A deed in lieu of foreclosure is a deed instrument in which a mortgagor (i.e. the borrower) conveys all interest in a real property to the mortgagee (i.e. the lender) to satisfy a loan that is in default and avoid foreclosure proceedings.
What are the benefits of a deed in lieu?
Advantages of a Deed in Lieu of Foreclosure
- It allows you to avoid or minimize any deficiency on your mortgage. That’s the loss the lender takes on the difference between the current, fair market value for your home and the balance of your home loan.
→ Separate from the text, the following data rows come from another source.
use soroban_sdk::{Address, Env, Symbol, contractclient, contracttype};

use crate::{Error, params::CollateralParam};

/// Quoted asset definition (SEP-40 compatible)
#[contracttype]
#[derive(Clone, Debug, PartialEq)]
pub enum Asset {
    /// Can be a Stellar Classic or Soroban asset
    Stellar(Address),
    /// For any external tokens/assets/symbols
    Other(Symbol),
}

/// Price record definition (SEP-40 compatible)
#[contracttype]
#[derive(Clone, Debug, PartialEq)]
pub struct PriceData {
    pub price: i128,
    pub timestamp: u64,
}

/// The subset of the SEP-40 consumer interface this contract reads.
#[contractclient(name = "PriceFeedClient")]
pub trait PriceFeedInterface {
    fn lastprice(env: Env, asset: Asset) -> Option<PriceData>;

    fn decimals(env: Env) -> u32;
}

/// Price of one collateral unit together with the feed's decimal scaling.
#[derive(Clone, Debug, PartialEq)]
pub struct PriceQuote {
    pub price: i128,
    pub decimals: u32,
}

/// Fetch the current price for a collateral type. Never cached: every
/// operation asks the feed again.
pub fn current_price(env: &Env, param: &CollateralParam) -> Result<PriceQuote, Error> {
    let client = PriceFeedClient::new(env, &param.price_feed);

    let price = match client.try_lastprice(&Asset::Other(param.market_id.clone())) {
        Ok(Ok(Some(PriceData { price, .. }))) if price > 0 => price,
        _ => return Err(Error::PriceNotFound),
    };
    let decimals = match client.try_decimals() {
        Ok(Ok(decimals)) => decimals,
        _ => return Err(Error::PriceNotFound),
    };

    Ok(PriceQuote { price, decimals })
}
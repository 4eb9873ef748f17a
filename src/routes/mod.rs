// HTTP routes (standalone mode; under CGI the binary answers a single request on stdout)

mod http;

use axum::{Router, routing::get};
use tower_http::cors::{Any, CorsLayer};

use crate::metrics_repo::MetricsRepo;
use crate::version::banner;

#[derive(Clone)]
pub(crate) struct AppState {
    pub(crate) metrics_repo: MetricsRepo,
}

pub fn app(metrics_repo: MetricsRepo) -> Router {
    let state = AppState { metrics_repo };
    Router::new()
        .route("/", get(|| async { banner() })) // GET /
        .route("/version", get(http::version_handler)) // GET /version
        .route("/metrics", get(http::metrics_handler)) // GET /metrics
        .route("/dashboard/metrics", get(http::metrics_handler)) // GET /dashboard/metrics
        .layer(CorsLayer::new().allow_origin(Any))
        .with_state(state)
}
// Subprocess execution with a hard deadline

use crate::error::{SampleResult, SourceUnavailable};
use std::io::Read;
use std::process::{Child, ChildStdout, Command, Stdio};
use std::sync::mpsc;
use std::thread::JoinHandle;
use std::time::{Duration, Instant};

const POLL_INTERVAL: Duration = Duration::from_millis(5);

/// How long a killed process group gets to release the stdout pipe.
const KILL_GRACE: Duration = Duration::from_millis(500);

/// Spawns `program` in its own process group, collects stdout, and kills the
/// whole group if it outlives `timeout`.
/// stdout is drained on a separate thread so a chatty child cannot block on a full pipe.
pub(super) fn run_with_timeout(
    program: &str,
    args: &[&str],
    timeout: Duration,
) -> SampleResult<String> {
    let mut command = Command::new(program);
    command
        .args(args)
        .stdin(Stdio::null())
        .stdout(Stdio::piped())
        .stderr(Stdio::null());
    #[cfg(unix)]
    {
        use std::os::unix::process::CommandExt;
        command.process_group(0);
    }
    let mut child = command.spawn().map_err(|source| SourceUnavailable::Spawn {
        program: program.to_string(),
        source,
    })?;

    let reader = child.stdout.take().map(StdoutReader::spawn);
    let deadline = Instant::now() + timeout;

    let waited = loop {
        match child.try_wait() {
            Ok(Some(status)) => break Ok(status),
            Ok(None) if Instant::now() >= deadline => {
                kill_group(&mut child);
                let _ = child.wait();
                tracing::debug!(program, ?timeout, "killed diagnostic utility after timeout");
                break Err(SourceUnavailable::Timeout {
                    program: program.to_string(),
                    timeout,
                });
            }
            Ok(None) => std::thread::sleep(POLL_INTERVAL),
            Err(source) => {
                kill_group(&mut child);
                let _ = child.wait();
                break Err(SourceUnavailable::Spawn {
                    program: program.to_string(),
                    source,
                });
            }
        }
    };

    let status = match waited {
        Ok(status) => status,
        Err(e) => {
            if let Some(reader) = reader {
                reader.finish(&mut child, KILL_GRACE);
            }
            return Err(e);
        }
    };

    let out = match reader {
        Some(reader) => {
            let remaining = deadline.saturating_duration_since(Instant::now());
            reader.finish(&mut child, remaining)
        }
        None => Some(Vec::new()),
    };

    if !status.success() {
        return Err(SourceUnavailable::Exit {
            program: program.to_string(),
            status,
        });
    }
    let out = out.ok_or_else(|| SourceUnavailable::Timeout {
        program: program.to_string(),
        timeout,
    })?;
    Ok(String::from_utf8_lossy(&out).into_owned())
}

/// Background drain of a child's stdout.
struct StdoutReader {
    handle: JoinHandle<()>,
    rx: mpsc::Receiver<Vec<u8>>,
}

impl StdoutReader {
    fn spawn(mut stdout: ChildStdout) -> Self {
        let (tx, rx) = mpsc::channel();
        let handle = std::thread::spawn(move || {
            let mut out = Vec::new();
            let _ = stdout.read_to_end(&mut out);
            let _ = tx.send(out);
        });
        Self { handle, rx }
    }

    /// Waits up to `wait` for EOF. A pipe still open after that is held by a
    /// leftover descendant, so the group is killed and the reader joined.
    /// `None` only if the pipe outlives the kill as well.
    fn finish(self, child: &mut Child, wait: Duration) -> Option<Vec<u8>> {
        let out = match self.rx.recv_timeout(wait) {
            Ok(out) => out,
            Err(_) => {
                kill_group(child);
                self.rx.recv_timeout(KILL_GRACE).ok()?
            }
        };
        let _ = self.handle.join();
        Some(out)
    }
}

fn kill_group(child: &mut Child) {
    #[cfg(unix)]
    {
        if let Ok(pgid) = libc::pid_t::try_from(child.id()) {
            // SAFETY: kill has no memory-safety preconditions; the negative pid
            // addresses the group created for this child at spawn.
            unsafe {
                libc::kill(-pgid, libc::SIGKILL);
            }
        }
    }
    let _ = child.kill();
}
// Library for the binary and for tests

pub mod cgi;
pub mod config;
pub mod error;
pub mod host;
pub mod metrics_repo;
pub mod models;
pub mod routes;
pub mod version;
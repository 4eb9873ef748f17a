// macOS sources: `top` for CPU, `vm_stat` + sysconf for memory

use crate::error::{SampleResult, SourceUnavailable};
use crate::host::Host;
use crate::models::ByteRange;
use std::time::Duration;

/// Single sample, no process rows.
pub const TOP_ARGS: [&str; 4] = ["-l", "1", "-n", "0"];

/// `user + sys` from a `top` summary line such as
/// `CPU usage: 5.26% user, 10.52% sys, 84.21% idle`.
pub fn parse_top_cpu_usage(output: &str) -> SampleResult<f64> {
    let summary = output
        .lines()
        .find_map(|l| l.split_once("CPU usage:").map(|(_, rest)| rest))
        .ok_or_else(|| SourceUnavailable::parse("top", "no CPU usage line"))?;

    let mut user = None;
    let mut sys = None;
    for part in summary.split(',') {
        let Some((value, label)) = part.trim().split_once('%') else {
            continue;
        };
        let slot = match label.trim() {
            "user" => &mut user,
            "sys" => &mut sys,
            _ => continue,
        };
        let value = value
            .trim()
            .parse::<f64>()
            .map_err(|e| SourceUnavailable::parse("top", format!("{value:?}: {e}")))?;
        // f64 parsing accepts "nan", "inf" and signs; none of them is a usage share
        if !value.is_finite() || value < 0.0 {
            return Err(SourceUnavailable::parse(
                "top",
                format!("implausible {} share {value}", label.trim()),
            ));
        }
        *slot = Some(value);
    }

    match (user, sys) {
        (Some(user), Some(sys)) => {
            let total = user + sys;
            if !total.is_finite() {
                return Err(SourceUnavailable::parse(
                    "top",
                    format!("user + sys overflows: {user} + {sys}"),
                ));
            }
            // per-field rounding in top can push the sum just past 100
            Ok(total.min(100.0))
        }
        _ => Err(SourceUnavailable::parse(
            "top",
            format!("CPU usage line lacks user/sys: {}", summary.trim()),
        )),
    }
}

/// Leading integer of the `Pages free:` line of `vm_stat` (`Pages free:  12345.`).
pub fn parse_vm_stat_free_pages(output: &str) -> SampleResult<u64> {
    let rest = output
        .lines()
        .find_map(|l| l.strip_prefix("Pages free:"))
        .ok_or_else(|| SourceUnavailable::parse("vm_stat", "no Pages free line"))?;
    let digits: String = rest
        .trim_start()
        .chars()
        .take_while(|c| c.is_ascii_digit())
        .collect();
    digits
        .parse::<u64>()
        .map_err(|e| SourceUnavailable::parse("vm_stat", format!("Pages free {rest:?}: {e}")))
}

pub(super) fn cpu_percent(host: &dyn Host, timeout: Duration) -> SampleResult<f64> {
    let out = host.run_command("top", &TOP_ARGS, timeout)?;
    parse_top_cpu_usage(&out)
}

/// Only "Pages free" counts as unused; inactive, speculative and purgeable pages are used.
pub(super) fn memory(host: &dyn Host, timeout: Duration) -> SampleResult<ByteRange> {
    let page_size = host
        .page_size()
        .ok_or(SourceUnavailable::Unsupported { what: "_SC_PAGESIZE" })?;
    let total_pages = host
        .physical_pages()
        .ok_or(SourceUnavailable::Unsupported { what: "_SC_PHYS_PAGES" })?;

    let out = host.run_command("vm_stat", &[], timeout)?;
    let free_pages = parse_vm_stat_free_pages(&out)?;

    let total = total_pages
        .checked_mul(page_size)
        .ok_or_else(|| SourceUnavailable::parse("sysconf", "physical memory overflows"))?;
    let free = free_pages.saturating_mul(page_size);
    Ok(ByteRange::from_free(total, free))
}
// Model serialization tests (wire keys, zero values, platform names)

use hostmetrics::models::*;

#[test]
fn test_snapshot_serializes_with_exact_keys() {
    let snapshot = MetricsSnapshot {
        cpu_load: 15.0,
        memory: ByteRange {
            total: 1_024_000_000,
            used: 614_400_000,
        },
        disk: ByteRange {
            total: 500_000_000_000,
            used: 250_000_000_000,
        },
    };
    let json: serde_json::Value = serde_json::to_value(snapshot).unwrap();
    let obj = json.as_object().unwrap();
    let mut keys: Vec<&str> = obj.keys().map(String::as_str).collect();
    keys.sort_unstable();
    assert_eq!(keys, ["cpu_load", "disk", "memory"]);
    assert_eq!(json["cpu_load"], 15.0);
    assert_eq!(json["memory"]["total"], 1_024_000_000u64);
    assert_eq!(json["memory"]["used"], 614_400_000u64);
    assert_eq!(json["disk"]["total"], 500_000_000_000u64);
    assert_eq!(json["disk"]["used"], 250_000_000_000u64);
}

#[test]
fn test_zeroed_snapshot_has_no_nulls() {
    let json = serde_json::to_string(&MetricsSnapshot::zeroed()).unwrap();
    assert_eq!(
        json,
        r#"{"cpu_load":0.0,"memory":{"total":0,"used":0},"disk":{"total":0,"used":0}}"#
    );
}

#[test]
fn test_byte_range_from_free_saturates() {
    assert_eq!(ByteRange::from_free(100, 30), ByteRange { total: 100, used: 70 });
    assert_eq!(ByteRange::from_free(100, 130), ByteRange { total: 100, used: 0 });
    assert!(ByteRange::zero().is_zero());
    assert!(!ByteRange::from_free(1, 1).is_zero());
}

#[test]
fn test_platform_from_os_name() {
    assert_eq!(PlatformKind::from_os_name("Darwin"), PlatformKind::Darwin);
    assert_eq!(PlatformKind::from_os_name("macos"), PlatformKind::Darwin);
    assert_eq!(PlatformKind::from_os_name("Linux"), PlatformKind::Linux);
    assert_eq!(PlatformKind::from_os_name(" linux\n"), PlatformKind::Linux);
    assert_eq!(PlatformKind::from_os_name("windows"), PlatformKind::Unknown);
    assert_eq!(PlatformKind::from_os_name(""), PlatformKind::Unknown);
}

#[test]
fn test_platform_detect_matches_build_target() {
    let expected = if cfg!(target_os = "linux") {
        PlatformKind::Linux
    } else if cfg!(target_os = "macos") {
        PlatformKind::Darwin
    } else {
        PlatformKind::Unknown
    };
    assert_eq!(PlatformKind::detect(), expected);
}

#[test]
fn test_platform_and_cpu_metric_names() {
    assert_eq!(PlatformKind::Darwin.to_string(), "darwin");
    assert_eq!(
        serde_json::to_string(&PlatformKind::Linux).unwrap(),
        "\"linux\""
    );
    assert_eq!(
        serde_json::to_string(&CpuMetric::LoadAverage).unwrap(),
        "\"load_average\""
    );
    assert_eq!(CpuMetric::default(), CpuMetric::Percent);
}
// Canned host for tests: anything not registered behaves like a missing OS resource

use super::{FsStats, Host};
use crate::error::{SampleResult, SourceUnavailable};
use std::collections::HashMap;
use std::io;
use std::path::{Path, PathBuf};
use std::time::Duration;

#[derive(Debug, Clone)]
enum MockCommand {
    Output(String),
    TimesOut,
}

/// In-memory `Host`. Commands are keyed by the full command line
/// (`"top -l 1 -n 0"`); unregistered commands fail to spawn.
#[derive(Debug, Clone, Default)]
pub struct MockHost {
    files: HashMap<PathBuf, String>,
    commands: HashMap<String, MockCommand>,
    page_size: Option<u64>,
    physical_pages: Option<u64>,
    filesystems: HashMap<PathBuf, FsStats>,
    load_average: Option<f64>,
}

impl MockHost {
    pub fn new() -> Self {
        Self::default()
    }

    pub fn with_file(mut self, path: impl Into<PathBuf>, contents: impl Into<String>) -> Self {
        self.files.insert(path.into(), contents.into());
        self
    }

    pub fn with_command(mut self, command_line: &str, stdout: impl Into<String>) -> Self {
        self.commands
            .insert(command_line.to_string(), MockCommand::Output(stdout.into()));
        self
    }

    /// Registers a command that never finishes within its timeout.
    pub fn with_hanging_command(mut self, command_line: &str) -> Self {
        self.commands
            .insert(command_line.to_string(), MockCommand::TimesOut);
        self
    }

    pub fn with_sysconf(mut self, page_size: u64, physical_pages: u64) -> Self {
        self.page_size = Some(page_size);
        self.physical_pages = Some(physical_pages);
        self
    }

    pub fn with_fs(mut self, path: impl Into<PathBuf>, stats: FsStats) -> Self {
        self.filesystems.insert(path.into(), stats);
        self
    }

    pub fn with_load_average(mut self, one: f64) -> Self {
        self.load_average = Some(one);
        self
    }
}

impl Host for MockHost {
    fn read_to_string(&self, path: &Path) -> io::Result<String> {
        self.files.get(path).cloned().ok_or_else(|| {
            io::Error::new(
                io::ErrorKind::NotFound,
                format!("mock: no file {}", path.display()),
            )
        })
    }

    fn run_command(
        &self,
        program: &str,
        args: &[&str],
        timeout: Duration,
    ) -> SampleResult<String> {
        let mut command_line = program.to_string();
        for arg in args {
            command_line.push(' ');
            command_line.push_str(arg);
        }
        match self.commands.get(&command_line) {
            Some(MockCommand::Output(out)) => Ok(out.clone()),
            Some(MockCommand::TimesOut) => Err(SourceUnavailable::Timeout {
                program: program.to_string(),
                timeout,
            }),
            None => Err(SourceUnavailable::Spawn {
                program: program.to_string(),
                source: io::Error::new(io::ErrorKind::NotFound, "mock: command not registered"),
            }),
        }
    }

    fn page_size(&self) -> Option<u64> {
        self.page_size
    }

    fn physical_pages(&self) -> Option<u64> {
        self.physical_pages
    }

    fn fs_stats(&self, path: &Path) -> io::Result<FsStats> {
        self.filesystems.get(path).copied().ok_or_else(|| {
            io::Error::new(
                io::ErrorKind::NotFound,
                format!("mock: no filesystem at {}", path.display()),
            )
        })
    }

    fn load_average_one(&self) -> Option<f64> {
        self.load_average
    }
}
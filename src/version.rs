// Build-time identity, reported by GET /version

/// Package version (from Cargo.toml).
pub const VERSION: &str = env!("CARGO_PKG_VERSION");

/// Package name (from Cargo.toml).
pub const NAME: &str = env!("CARGO_PKG_NAME");

/// `name/version`, served on GET / and logged at startup.
pub fn banner() -> String {
    format!("{NAME}/{VERSION}")
}
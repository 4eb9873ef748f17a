// Snapshot and byte-pair models

use serde::{Deserialize, Serialize};

/// Capacity and consumption of one resource, in bytes.
///
/// `used <= total` is expected but not enforced. `{0, 0}` is what a sampler
/// reports when its source could not be read.
#[derive(Debug, Clone, Copy, Default, PartialEq, Eq, Serialize, Deserialize)]
pub struct ByteRange {
    pub total: u64,
    pub used: u64,
}

impl ByteRange {
    pub const fn zero() -> Self {
        Self { total: 0, used: 0 }
    }

    /// Builds a range from a total and the portion of it that is free.
    pub fn from_free(total: u64, free: u64) -> Self {
        Self {
            total,
            used: total.saturating_sub(free),
        }
    }

    pub fn is_zero(&self) -> bool {
        self.total == 0 && self.used == 0
    }
}

/// One reading of the host. Keys serialize as `cpu_load`, `memory`, `disk`.
#[derive(Debug, Clone, Copy, Default, PartialEq, Serialize, Deserialize)]
pub struct MetricsSnapshot {
    pub cpu_load: f64,
    pub memory: ByteRange,
    pub disk: ByteRange,
}

impl MetricsSnapshot {
    pub const fn zeroed() -> Self {
        Self {
            cpu_load: 0.0,
            memory: ByteRange::zero(),
            disk: ByteRange::zero(),
        }
    }
}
- It may give you help moving.
- It could reduce the hit to your credit.
Can I buy a house after a deed in lieu?
Although a deed in lieu negatively impacts your credit history, it still is possible to buy another home in the immediate future. It may take at least two years to become eligible again.
Which is better short sale or deed in lieu of foreclosure?
A deed in lieu of foreclosure is different from a short sale because it transfers the property to the lender instead of selling it to a new buyer. Most lenders find this option less appealing than a short sale because they will need to handle the logistics of the sale instead of the homeowner.
Is it better to short sale or deed in lieu?
How does deed in lieu affect taxes?
When recourse debt is involved in a deed in lieu of foreclosure, the transaction typically results in cancellation of debt (COD) income. If the debt exceeds the property’s FMV, the excess is treated as COD income taxable as ordinary income unless an exclusion applies (see below).
Which is worse foreclosure or deed in lieu?
Though a deed in lieu will show up on your credit report, its impact isn’t as severe as a foreclosure. Your lender must go through the proper legal channels to remove you and take back control over the property in the event of a foreclosure.